#[cfg(test)]
mod tests {
    use super::*;

    #[test]
    fn test_validate_task_id() {
        assert_eq!(validate_task_id(Some(&json!("TASK-001"))).unwrap(), "TASK-001");
        assert!(validate_task_id(Some(&json!("a/b"))).is_err());
        assert!(validate_task_id(Some(&json!(42))).is_err());
        assert!(validate_task_id(None).is_err());
    }

    #[test]
    fn test_normalize_lists() {
        assert_eq!(
            normalize_str_list(&json!([" a ", "", "b"])).unwrap(),
            vec!["a", "b"]
        );
        assert!(normalize_str_list(&json!([1])).is_err());
        assert_eq!(
            normalize_filter_list(&json!("active")).unwrap(),
            vec!["active"]
        );
        assert_eq!(
            normalize_status_filter(&json!(["todo", "DONE"])).unwrap(),
            vec!["TODO", "DONE"]
        );
        assert!(normalize_status_filter(&json!("bogus")).is_err());
    }

    #[test]
    fn test_limits() {
        assert_eq!(parse_limit(Some(&json!(5)), "limit").unwrap(), Some(5));
        assert!(parse_limit(Some(&json!(-1)), "limit").is_err());
        assert!(parse_limit(Some(&json!(10_000)), "limit").is_err());
        assert_eq!(parse_cursor(Some(&json!("3")), "cursor").unwrap(), Some(3));
    }

    #[test]
    fn test_checks_and_attachments_sugar() {
        let checks = normalize_checks_payload(&json!(["cargo test"])).unwrap();
        assert_eq!(checks[0]["kind"], json!("command"));
        assert_eq!(checks[0]["spec"], json!("cargo test"));
        assert!(normalize_checks_payload(&json!([""])).is_err());

        let atts = normalize_attachments_payload(&json!(["/tmp/log.txt"])).unwrap();
        assert_eq!(atts[0]["kind"], json!("file"));
        let aliased =
            normalize_attachments_payload(&json!([{"kind": "file", "file_path": "x.log"}])).unwrap();
        assert_eq!(aliased[0]["path"], json!("x.log"));
    }

    #[test]
    fn test_parse_step_node_requires_criteria() {
        assert!(parse_step_node(&json!({"title": "no criteria"}), 0).is_err());
        let step = parse_step_node(
            &json!({"title": "ok step", "success_criteria": ["c"], "tests": ["t"]}),
            0,
        )
        .unwrap();
        assert_eq!(step.tests, vec!["t"]);
        assert!(!step.checkpoints.tests.auto_confirmed);
    }

    #[test]
    fn test_parse_step_node_rejects_direct_children() {
        let err = parse_step_node(
            &json!({"title": "bad", "success_criteria": ["c"], "steps": []}),
            0,
        )
        .unwrap_err();
        assert!(err.contains("plan.tasks"));
    }

    #[test]
    fn test_parse_nested_plan_tasks() {
        let step = parse_step_node(
            &json!({
                "title": "root",
                "success_criteria": ["c"],
                "plan": {"tasks": [{"title": "child", "steps": [
                    {"title": "inner", "success_criteria": ["ic"]}
                ]}]}
            }),
            0,
        )
        .unwrap();
        let plan = step.plan.as_ref().unwrap();
        assert_eq!(plan.tasks.len(), 1);
        assert_eq!(plan.tasks[0].steps[0].title, "inner");
    }

    #[test]
    fn test_preview_text_truncation() {
        assert_eq!(preview_text("short", 10), "short");
        let long = "x".repeat(300);
        let out = preview_text(&long, 280);
        assert!(out.chars().count() <= 280);
        assert!(out.ends_with('\u{2026}'));
    }
}
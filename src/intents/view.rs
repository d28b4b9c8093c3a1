//! JSON views of domain objects for responses.
//!
//! Full views are the serialized object plus derived fields (progress,
//! computed status, readiness); compact views keep the handful of fields an
//! agent needs to pick targets without paying for whole trees.

use crate::core::item::Item;
use crate::core::step::{PlanNode, Step, TaskNode};
use serde_json::{Map, Value, json};

pub fn step_view(step: &Step, path: Option<&str>, compact: bool) -> Value {
    if compact {
        return json!({
            "id": step.id,
            "path": path,
            "title": step.title,
            "completed": step.completed,
            "status": step.computed_status(),
            "blocked": step.blocked,
            "children_total": step.task_nodes().len(),
        });
    }
    let mut value = serde_json::to_value(step).unwrap_or(Value::Null);
    if let Some(map) = value.as_object_mut() {
        if let Some(path) = path {
            map.insert("path".into(), json!(path));
        }
        map.insert("computed_status".into(), json!(step.computed_status()));
        let ready = step.ready_for_completion();
        map.insert("ready".into(), json!(ready));
        if !ready {
            map.insert("needs".into(), json!(step.needs_for_completion()));
        }
    }
    value
}

pub fn task_node_view(node: &TaskNode, path: Option<&str>, compact: bool) -> Value {
    if compact {
        return json!({
            "id": node.id,
            "path": path,
            "title": node.title,
            "status": node.status,
            "progress": node.progress(),
            "blocked": node.blocked,
            "steps_total": node.steps.len(),
        });
    }
    let mut value = serde_json::to_value(node).unwrap_or(Value::Null);
    if let Some(map) = value.as_object_mut() {
        if let Some(path) = path {
            map.insert("path".into(), json!(path));
        }
        map.insert("progress".into(), json!(node.progress()));
        map.insert("is_done".into(), json!(node.is_done()));
    }
    value
}

pub fn plan_node_view(plan: &PlanNode, base_path: Option<&str>, compact: bool) -> Value {
    if compact {
        return json!({
            "path": base_path,
            "title": plan.title,
            "doc": crate::intents::validate::preview_text(&plan.doc, 140),
            "steps": plan.steps,
            "current": plan.current,
            "tasks_total": plan.tasks.len(),
        });
    }
    let mut value = serde_json::to_value(plan).unwrap_or(Value::Null);
    if let Some(map) = value.as_object_mut() {
        if let Some(path) = base_path {
            map.insert("path".into(), json!(path));
        }
    }
    value
}

pub fn item_view(item: &Item, compact: bool) -> Value {
    if compact {
        let mut map = Map::new();
        map.insert("id".into(), json!(item.id));
        map.insert("kind".into(), json!(item.kind.name()));
        map.insert("title".into(), json!(item.title));
        map.insert("status".into(), json!(item.status.name()));
        map.insert("priority".into(), json!(item.priority.name()));
        if !item.domain.is_empty() {
            map.insert("domain".into(), json!(item.domain));
        }
        if let Some(parent) = &item.parent {
            map.insert("parent".into(), json!(parent));
        }
        map.insert("revision".into(), json!(item.revision));
        map.insert("progress".into(), json!(item.progress()));
        if !item.tags.is_empty() {
            map.insert("tags".into(), json!(item.tags));
        }
        if item.blocked {
            map.insert("blocked".into(), json!(true));
        }
        if item.is_task() {
            map.insert("steps_total".into(), json!(item.steps.len()));
        }
        return Value::Object(map);
    }
    let mut value = serde_json::to_value(item).unwrap_or(Value::Null);
    if let Some(map) = value.as_object_mut() {
        map.insert("progress".into(), json!(item.progress()));
    }
    value
}

/// The result key an item's snapshot sits under: `plan` or `task`.
pub fn item_key(item: &Item) -> &'static str {
    if item.is_plan() { "plan" } else { "task" }
}

#[cfg(test)]
mod tests {
    use super::*;
    use crate::core::item::ItemKind;

    #[test]
    fn test_item_view_compact_and_full() {
        let mut item = Item::new("TASK-001", ItemKind::Task, "t");
        item.steps
            .push(Step::new("s", &["c".to_string()], &[], &[]).unwrap());
        let compact = item_view(&item, true);
        assert_eq!(compact["id"], json!("TASK-001"));
        assert_eq!(compact["progress"], json!(0));
        assert!(compact.get("steps").is_none());

        let full = item_view(&item, false);
        assert!(full["steps"].is_array());
        assert_eq!(full["progress"], json!(0));
    }

    #[test]
    fn test_step_view_reports_needs() {
        let step = Step::new("s", &["c".to_string()], &["t".to_string()], &[]).unwrap();
        let view = step_view(&step, Some("s:0"), false);
        assert_eq!(view["ready"], json!(false));
        assert_eq!(view["needs"], json!(["criteria", "tests"]));
        assert_eq!(view["path"], json!("s:0"));
    }
}
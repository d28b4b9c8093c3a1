//! Dependency validation with cycle detection.
//!
//! Pure domain logic: callers hand in the already-loaded dependency graph,
//! nothing here touches the filesystem.

use rustc_hash::{FxHashMap, FxHashSet};

#[derive(Debug, Clone, PartialEq, Eq)]
pub struct DependencyError {
    pub task_id: String,
    /// "missing" | "self"
    pub error_type: String,
    pub details: String,
}

impl std::fmt::Display for DependencyError {
    fn fmt(&self, f: &mut std::fmt::Formatter<'_>) -> std::fmt::Result {
        write!(f, "{}: {} - {}", self.task_id, self.error_type, self.details)
    }
}

pub type DependencyGraph = FxHashMap<String, Vec<String>>;

/// Build the graph from `(task_id, depends_on)` pairs.
pub fn build_dependency_graph(tasks: &[(String, Vec<String>)]) -> DependencyGraph {
    tasks.iter().cloned().collect()
}

/// Every dependency must exist and must not be a self-reference.
pub fn validate_dependency_exists(
    task_id: &str,
    depends_on: &[String],
    existing_ids: &FxHashSet<String>,
) -> Vec<DependencyError> {
    let mut errors = Vec::new();
    for dep in depends_on {
        if dep == task_id {
            errors.push(DependencyError {
                task_id: task_id.to_string(),
                error_type: "self".to_string(),
                details: "task cannot depend on itself".to_string(),
            });
        } else if !existing_ids.contains(dep) {
            errors.push(DependencyError {
                task_id: task_id.to_string(),
                error_type: "missing".to_string(),
                details: format!("dependency '{}' not found", dep),
            });
        }
    }
    errors
}

/// DFS cycle detection over the graph with the candidate edges applied.
/// Returns the cycle as a node path (closing node repeated) when found.
pub fn detect_cycle(
    task_id: &str,
    depends_on: &[String],
    graph: &DependencyGraph,
) -> Option<Vec<String>> {
    let mut graph: DependencyGraph = graph.clone();
    graph.insert(task_id.to_string(), depends_on.to_vec());

    // Iterative DFS with an explicit phase per frame so the recursion stack
    // mirrors the path being explored.
    enum Phase {
        Enter,
        Exit,
    }
    let mut visited: FxHashSet<String> = FxHashSet::default();
    let mut on_path: FxHashSet<String> = FxHashSet::default();
    let mut path: Vec<String> = Vec::new();
    let mut stack: Vec<(String, Phase)> = vec![(task_id.to_string(), Phase::Enter)];

    while let Some((node, phase)) = stack.pop() {
        match phase {
            Phase::Enter => {
                if visited.contains(&node) {
                    continue;
                }
                visited.insert(node.clone());
                on_path.insert(node.clone());
                path.push(node.clone());
                stack.push((node.clone(), Phase::Exit));
                for neighbor in graph.get(&node).into_iter().flatten() {
                    if on_path.contains(neighbor) {
                        let start = path.iter().position(|n| n == neighbor).unwrap_or(0);
                        let mut cycle: Vec<String> = path[start..].to_vec();
                        cycle.push(neighbor.clone());
                        return Some(cycle);
                    }
                    if !visited.contains(neighbor) {
                        stack.push((neighbor.clone(), Phase::Enter));
                    }
                }
            }
            Phase::Exit => {
                on_path.remove(&node);
                path.pop();
            }
        }
    }
    None
}

/// Full validation: existence first, cycles only when existence holds.
pub fn validate_dependencies(
    task_id: &str,
    depends_on: &[String],
    existing_ids: &FxHashSet<String>,
    graph: &DependencyGraph,
) -> (Vec<DependencyError>, Option<Vec<String>>) {
    let errors = validate_dependency_exists(task_id, depends_on, existing_ids);
    let cycle = if errors.is_empty() {
        detect_cycle(task_id, depends_on, graph)
    } else {
        None
    };
    (errors, cycle)
}

#[cfg(test)]
mod tests {
    use super::*;

    fn ids(list: &[&str]) -> FxHashSet<String> {
        list.iter().map(|s| s.to_string()).collect()
    }

    fn deps(list: &[&str]) -> Vec<String> {
        list.iter().map(|s| s.to_string()).collect()
    }

    #[test]
    fn test_missing_and_self_dependencies() {
        let existing = ids(&["TASK-001", "TASK-002"]);
        let errors =
            validate_dependency_exists("TASK-001", &deps(&["TASK-001", "TASK-009"]), &existing);
        assert_eq!(errors.len(), 2);
        assert_eq!(errors[0].error_type, "self");
        assert_eq!(errors[1].error_type, "missing");
    }

    #[test]
    fn test_cycle_detection() {
        let graph = build_dependency_graph(&[
            ("TASK-002".to_string(), deps(&["TASK-003"])),
            ("TASK-003".to_string(), deps(&["TASK-001"])),
        ]);
        let cycle = detect_cycle("TASK-001", &deps(&["TASK-002"]), &graph).unwrap();
        assert_eq!(cycle.first(), cycle.last());
        assert!(cycle.contains(&"TASK-002".to_string()));
    }

    #[test]
    fn test_no_false_cycle_on_dag() {
        let graph = build_dependency_graph(&[
            ("TASK-002".to_string(), deps(&["TASK-003"])),
            ("TASK-003".to_string(), vec![]),
        ]);
        assert!(detect_cycle("TASK-001", &deps(&["TASK-002", "TASK-003"]), &graph).is_none());
    }

    #[test]
    fn test_validate_dependencies_skips_cycle_check_on_errors() {
        let existing = ids(&["TASK-001"]);
        let graph = DependencyGraph::default();
        let (errors, cycle) =
            validate_dependencies("TASK-001", &deps(&["TASK-404"]), &existing, &graph);
        assert_eq!(errors.len(), 1);
        assert!(cycle.is_none());
    }
}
.....
*Problem*.
All lines in the records above that contain "contains" are to be reported.

*Solved exercise*.
        assert!(err.contains("plan.tasks"));
        } else if !existing_ids.contains(dep) {
                if visited.contains(&node) {
                    if on_path.contains(neighbor) {
                    if !visited.contains(neighbor) {
        assert!(cycle.contains(&"TASK-002".to_string()));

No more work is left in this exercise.